Compounding the risk is the strategic importance of the Strait of Hormuz, the narrow waterway through which roughly 20pc of global oil consumption passes. For years, Iran has threatened to block this passage during periods of heightened conflict.
According to Reuters, oil and gas shipments through the area have already faced disruption, with Iran’s Revolutionary Guards reportedly warning ships that passage is not permitted.
The ripple effects are already visible. Late Saturday night, petrol prices at pumps in Canada had risen by roughly 10-15 cents per litre, Mr Husain says, speaking from experience.
Oil prices have a multiplier effect as they impact secondary markets. For example, edible oil prices — of which Pakistan imported roughly $3.7bn in FY25 — are indirectly linked to crude oil markets, Mr Malik explains.
“For every $10 increase in oil prices, Pakistan’s inflation typically rises by about 0.5-0.6 percentage points,” says Waqas Ghani, head of equity research at JS Global Capital.
If oil prices surge, inflation would rise again, making further policy rate cuts unlikely. Industry would face higher input costs, weakening exports. At the same time, fiscal space would shrink, limiting the government’s ability to lower taxes or provide relief, adds Malik.
PSX and gold
For equity markets, the implications extend beyond macroeconomic concerns.

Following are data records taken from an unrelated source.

use std::sync::Arc;
use std::time::Instant;

use anyhow::Context as _;
use softbuffer::{Context, Surface};
use winit::event_loop::{ActiveEventLoop, OwnedDisplayHandle};
use winit::window::Window;

use tabpager::config::{self, AppConfig, ThemeChoice, ThemePalette};
use tabpager::core::{Rect, Size};
use tabpager::host::TextMeasure;
use tabpager::page::PageView;
use tabpager::text::{CellMeasure, FontMeasure};

use super::render::Renderer;
use super::{DemoHost, DemoPage, EventLog};

/// Approximate advance of one display column when no font file is found.
const FALLBACK_CELL_RATIO: f32 = 0.6;

pub(super) struct App {
    pub config: AppConfig,
    pub context: Option<Context<OwnedDisplayHandle>>,
    pub window: Option<DemoWindow>,
}

impl App {
    pub fn new(config: AppConfig) -> Self {
        Self {
            config,
            context: None,
            window: None,
        }
    }
}

/// Pointer gesture in progress.
pub(super) enum PointerState {
    Idle,
    /// Pressed on a title; a release over the same title taps it.
    PressedTitle(usize),
    /// Dragging the content.
    Dragging(DragTracker),
}

/// Converts pointer motion into content offsets and a release velocity.
pub(super) struct DragTracker {
    last_x: f64,
    last_time: Instant,
    velocity: f32,
}

impl DragTracker {
    pub fn new(x: f64, now: Instant) -> Self {
        Self {
            last_x: x,
            last_time: now,
            velocity: 0.0,
        }
    }

    /// Records a pointer position and returns the offset change. Moving the
    /// pointer left reveals later pages, so the offset grows.
    pub fn update(&mut self, x: f64, now: Instant) -> f32 {
        let dx = (self.last_x - x) as f32;
        let dt = now.saturating_duration_since(self.last_time).as_secs_f32();
        if dt > 0.0 {
            // Smooth over the last few samples.
            self.velocity = 0.5 * self.velocity + 0.5 * (dx / dt);
        }
        self.last_x = x;
        self.last_time = now;
        dx
    }

    pub fn velocity(&self) -> f32 {
        self.velocity
    }
}

pub(super) struct DemoWindow {
    pub window: Arc<Window>,
    pub surface: Surface<OwnedDisplayHandle, Arc<Window>>,
    pub view: PageView<DemoPage>,
    pub host: DemoHost,
    pub renderer: Renderer,
    pub palette: ThemePalette,
    pub pointer: PointerState,
    pub mouse_pos: (f64, f64),
    pub log: EventLog,
    pub animating: bool,
    pub titles: Vec<String>,
}

impl DemoWindow {
    pub fn create(
        event_loop: &ActiveEventLoop,
        context: &Context<OwnedDisplayHandle>,
        config: &AppConfig,
    ) -> anyhow::Result<Self> {
        let attrs = Window::default_attributes()
            .with_title("tabpager")
            .with_inner_size(winit::dpi::LogicalSize::new(
                config.window.width as f64,
                config.window.height as f64,
            ));
        let window = Arc::new(
            event_loop
                .create_window(attrs)
                .context("failed to create window")?,
        );
        let surface = Surface::new(context, window.clone())
            .map_err(|err| anyhow::anyhow!("failed to create surface: {err}"))?;

        let palette = config.theme.resolve();
        let mut style = config.style.clone();
        if config.theme == ThemeChoice::Dark {
            palette.apply_to(&mut style);
        }

        let font = config::font_data(&style.title_font)
            .and_then(|data| FontMeasure::from_bytes(&data, style.title_font.size));
        let measure: Box<dyn TextMeasure> = match &font {
            Some(font) => Box::new(font.clone()),
            None => {
                log::warn!("no title font found, drawing without text");
                let size = style.title_font.size;
                Box::new(CellMeasure::new(size * FALLBACK_CELL_RATIO, Some(size)))
            }
        };

        let titles = config.titles.clone();
        let pages = demo_pages(&titles, &palette);
        let size = window.inner_size();
        let frame = Rect::new(0.0, 0.0, size.width as f32, size.height as f32);
        let mut host = DemoHost;
        let mut view = PageView::new(frame, style, titles.clone(), pages, measure, &mut host)?;
        if let Some((w, h)) = config.window.segment_size {
            view = view.with_segment_size(Size::new(w, h));
        }

        window.request_redraw();
        Ok(Self {
            window,
            surface,
            view,
            host,
            renderer: Renderer::new(font),
            palette,
            pointer: PointerState::Idle,
            mouse_pos: (0.0, 0.0),
            log: EventLog::default(),
            animating: false,
            titles,
        })
    }

    /// Routes queued page view events and reflects the settled page in the
    /// window title.
    pub fn drain_events(&mut self) {
        self.view.dispatch_events(&mut self.log);
        if let Some(index) = self.log.settled.take()
            && let Some(title) = self.view.segment().tabs().get(index).map(|t| &t.title)
        {
            self.window.set_title(&format!("tabpager: {title}"));
        }
    }

    /// Replaces titles and pages, reversing their order each time.
    pub fn reset_reversed(&mut self) {
        self.titles.reverse();
        let pages = demo_pages(&self.titles, &self.palette);
        match self
            .view
            .reset_content(self.titles.clone(), pages, &mut self.host)
        {
            Ok(old) => log::info!("reset content, dropped {} pages", old.len()),
            Err(err) => log::warn!("reset rejected: {err}"),
        }
    }
}

pub(super) fn demo_pages(titles: &[String], palette: &ThemePalette) -> Vec<DemoPage> {
    titles
        .iter()
        .enumerate()
        .map(|(index, title)| DemoPage {
            caption: title.clone(),
            color: palette.page_color(index),
        })
        .collect()
}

Pakistan’s manufacturing sectors rely heavily on imported raw materials and energy inputs. “Take the cement sector as an example,” says Mr Ghani. “If oil prices rise, the prices of these fuels also increase, raising production costs.”
Because many industries depend on imported inputs across the value chain, higher commodity prices quickly squeeze profit margins.

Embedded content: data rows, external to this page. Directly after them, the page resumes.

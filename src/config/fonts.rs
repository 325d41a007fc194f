use std::path::{Path, PathBuf};

use super::FontConfig;

/// Well-known locations of a proportional sans-serif font, tried in order
/// when the config does not name one.
const SYSTEM_FONT_CANDIDATES: &[&str] = &[
    "/usr/share/fonts/truetype/dejavu/DejaVuSans.ttf",
    "/usr/share/fonts/dejavu/DejaVuSans.ttf",
    "/usr/share/fonts/TTF/DejaVuSans.ttf",
    "/usr/share/fonts/noto/NotoSans-Regular.ttf",
    "/usr/share/fonts/truetype/noto/NotoSans-Regular.ttf",
    "/System/Library/Fonts/Supplemental/Arial.ttf",
    "/Library/Fonts/Arial.ttf",
    "C:\\Windows\\Fonts\\segoeui.ttf",
    "C:\\Windows\\Fonts\\arial.ttf",
];

/// Returns the font file the config asks for, or the first system candidate
/// that exists.
pub fn resolve_font_path(config: &FontConfig) -> Option<PathBuf> {
    if let Some(path) = &config.path {
        return Some(path.clone());
    }
    SYSTEM_FONT_CANDIDATES
        .iter()
        .map(Path::new)
        .find(|p| p.is_file())
        .map(Path::to_path_buf)
}

/// Reads the raw bytes of the resolved title font.
pub fn font_data(config: &FontConfig) -> Option<Vec<u8>> {
    let path = resolve_font_path(config)?;
    match std::fs::read(&path) {
        Ok(bytes) => Some(bytes),
        Err(err) => {
            log::warn!("failed to read font {}: {err}", path.display());
            None
        }
    }
}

Beyond fundamentals, market sentiment itself has turned cautious. “Investors are already becoming more risk-averse,” Mr Ghani noted. “When uncertainty rises, equities are usually the first asset class where investors reduce exposure.”

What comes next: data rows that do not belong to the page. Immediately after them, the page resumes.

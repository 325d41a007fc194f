use std::num::NonZeroU32;
use std::time::{Duration, Instant};

use softbuffer::Context;
use winit::application::ApplicationHandler;
use winit::event::WindowEvent;
use winit::event_loop::{ActiveEventLoop, ControlFlow};
use winit::window::WindowId;

use tabpager::core::Rect;

use super::render::RenderTarget;
use super::state::{App, DemoWindow};

const ANIMATION_FRAME_INTERVAL: Duration = Duration::from_millis(16);

impl ApplicationHandler for App {
    fn resumed(&mut self, event_loop: &ActiveEventLoop) {
        // Only create the window once.
        if self.window.is_some() {
            return;
        }

        let context = match Context::new(event_loop.owned_display_handle()) {
            Ok(ctx) => ctx,
            Err(err) => {
                log::error!("failed to create rendering context: {err}");
                event_loop.exit();
                return;
            }
        };

        match DemoWindow::create(event_loop, &context, &self.config) {
            Ok(win) => self.window = Some(win),
            Err(err) => {
                log::error!("{err:#}");
                event_loop.exit();
                return;
            }
        }
        self.context = Some(context);
    }

    fn window_event(
        &mut self,
        event_loop: &ActiveEventLoop,
        window_id: WindowId,
        event: WindowEvent,
    ) {
        let Some(win) = self.window.as_mut() else {
            return;
        };
        if win.window.id() != window_id {
            return;
        }
        let mut should_redraw = false;

        match event {
            WindowEvent::CloseRequested => event_loop.exit(),
            WindowEvent::Resized(size) => {
                win.view.set_frame(Rect::new(
                    0.0,
                    0.0,
                    size.width as f32,
                    size.height as f32,
                ));
                should_redraw = true;
            }
            WindowEvent::CursorMoved { position, .. } => {
                should_redraw = win.on_cursor_moved(position);
            }
            WindowEvent::MouseInput { state, button, .. } => {
                win.on_mouse_input(state, button);
                should_redraw = true;
            }
            WindowEvent::MouseWheel { delta, .. } => {
                win.on_mouse_wheel(delta);
                should_redraw = true;
            }
            WindowEvent::KeyboardInput { event, .. } => {
                should_redraw = win.on_keyboard_input(&event);
            }
            WindowEvent::RedrawRequested => win.on_redraw_requested(),
            _ => (),
        }

        win.drain_events();
        if should_redraw {
            win.window.request_redraw();
        }
    }

    fn about_to_wait(&mut self, event_loop: &ActiveEventLoop) {
        let Some(win) = self.window.as_mut() else {
            event_loop.set_control_flow(ControlFlow::Wait);
            return;
        };

        let now = Instant::now();
        let was_animating = win.animating;
        win.animating = win.view.tick(now);
        win.drain_events();

        if win.animating || was_animating {
            win.window.request_redraw();
        }
        if win.animating {
            event_loop.set_control_flow(ControlFlow::WaitUntil(now + ANIMATION_FRAME_INTERVAL));
        } else {
            event_loop.set_control_flow(ControlFlow::Wait);
        }
    }
}

impl DemoWindow {
    fn on_redraw_requested(&mut self) {
        let size = self.window.inner_size();
        let (Some(w), Some(h)) = (NonZeroU32::new(size.width), NonZeroU32::new(size.height))
        else {
            return;
        };
        if let Err(err) = self.surface.resize(w, h) {
            log::warn!("surface resize failed: {err}");
            return;
        }
        let mut buffer = match self.surface.buffer_mut() {
            Ok(buffer) => buffer,
            Err(err) => {
                log::warn!("no frame buffer: {err}");
                return;
            }
        };

        let (width, height) = (size.width as usize, size.height as usize);
        let mut target = RenderTarget {
            buffer: &mut buffer,
            width,
            height,
            clip: Rect::new(0.0, 0.0, width as f32, height as f32),
        };
        self.renderer.draw(&mut target, &self.view, &self.palette);

        if let Err(err) = buffer.present() {
            log::warn!("present failed: {err}");
        }
    }
}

Pakistani stocks are likely to fall initially, he adds, though the extent will depend on developments overnight. Some markets that opened on Sunday were already down close to 2pc.
As the Pakistan Stock Market bleeds, investors may turn to gold, which is expected to surge. On Saturday, local gold prices jumped by Rs10,000 per tola in Pakistan.
Qasim Shikarpuri, president of the All Pakistan Sarafa Gems and Jewellers Association, expects international prices to rise by $200-$300 per ounce once markets reopen.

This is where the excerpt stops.